The Record of an Acquaintance

Since the overseas reports of Oscar Wilde’s premature death, in Paris, at age 46, I have experienced pangs of grief and loss, and have felt the need to memorialize our gladsome meeting eighteen years ago in a fuller way than the exigencies of newspaper journalism permitted at the time. I shall leave to posterity this record, hoping that some may consider it a fitting tribute to a man of literary genius who achieved greatness and also disgrace, but whose hours in Omaha still constitute, for many of us, a high point in our lives.
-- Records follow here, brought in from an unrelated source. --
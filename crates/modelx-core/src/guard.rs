//! Boundary guard for caller-supplied callbacks
//!
//! Observers and rule constraints are user code. Whatever they do, an
//! `Err` return or a panic, must stay inside the boundary and come back as
//! plain data so the surrounding batch or validation pass can continue.

use std::any::Any;
use std::panic::{catch_unwind, AssertUnwindSafe};

/// Error type callbacks may return
pub type CallbackError = Box<dyn std::error::Error + Send + Sync>;

/// Why a guarded callback did not produce a value
#[derive(Debug, Clone, PartialEq, Eq)]
pub enum CallbackFailure {
    /// The callback returned `Err`
    Error(String),
    /// The callback panicked
    Panic(String),
}

impl CallbackFailure {
    pub fn message(&self) -> &str {
        match self {
            CallbackFailure::Error(m) | CallbackFailure::Panic(m) => m,
        }
    }

    pub fn is_panic(&self) -> bool {
        matches!(self, CallbackFailure::Panic(_))
    }
}

impl std::fmt::Display for CallbackFailure {
    fn fmt(&self, f: &mut std::fmt::Formatter<'_>) -> std::fmt::Result {
        match self {
            CallbackFailure::Error(m) => write!(f, "error: {}", m),
            CallbackFailure::Panic(m) => write!(f, "panic: {}", m),
        }
    }
}

/// Run `f`, converting both `Err` and panics into a [`CallbackFailure`]
pub fn run_guarded<T, F>(f: F) -> Result<T, CallbackFailure>
where
    F: FnOnce() -> Result<T, CallbackError>,
{
    match catch_unwind(AssertUnwindSafe(f)) {
        Ok(Ok(value)) => Ok(value),
        Ok(Err(err)) => Err(CallbackFailure::Error(err.to_string())),
        Err(payload) => Err(CallbackFailure::Panic(panic_message(payload.as_ref()))),
    }
}

fn panic_message(payload: &(dyn Any + Send)) -> String {
    if let Some(s) = payload.downcast_ref::<&str>() {
        (*s).to_string()
    } else if let Some(s) = payload.downcast_ref::<String>() {
        s.clone()
    } else {
        "non-string panic payload".to_string()
    }
}

#[cfg(test)]
mod tests {
    use super::*;

    #[test]
    fn test_ok_passes_through() {
        let result = run_guarded(|| Ok(7));
        assert_eq!(result, Ok(7));
    }

    #[test]
    fn test_err_is_captured() {
        let result: Result<(), _> = run_guarded(|| Err("boom".into()));
        assert_eq!(result, Err(CallbackFailure::Error("boom".to_string())));
    }

    #[test]
    fn test_panic_is_captured() {
        let result: Result<(), _> = run_guarded(|| panic!("kaboom"));
        let failure = result.unwrap_err();
        assert!(failure.is_panic());
        assert_eq!(failure.message(), "kaboom");
    }

    #[test]
    fn test_formatted_panic_is_captured() {
        let n = 3;
        let result: Result<(), _> = run_guarded(|| panic!("bad {}", n));
        assert_eq!(result.unwrap_err().message(), "bad 3");
    }
}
Initial Impressions of the Aesthetic Poet

I originally sought out the famous Mr. Wilde just after his lecture on “The English Renaissance” at the Academy of Music in Sioux City, but some of Iowa’s finer sort spirited him off like a petit roi to some Lucullan feast of the night and it was left to this reporter to find him in the Hubbard House at his rising in the morn. So it was in the milky light of sunup on Tuesday, March 21st, 1882, the first day of spring, that I first met the aesthetic poet and leader of the so-called Artistic Movement.

Wilde was lolling in the gray haze of a cigarette on the hotel’s patch-quilted bed, but was fully dressed in patent-leather shoes and a great, green, ankle-length coat whose collar and cuffs were trimmed with an otter fur that also formed the turban on his head. Underneath his coat was a white linen Lord Byron shirt and a sea-blue scarf he’d tied at his neck like a sailor. On his right, littlest finger was a great seal ring with a cameo of a classic Athenian face. Wilde was then a soft, pleasant innocent of 27, though he only owned up to being 25. I was 23.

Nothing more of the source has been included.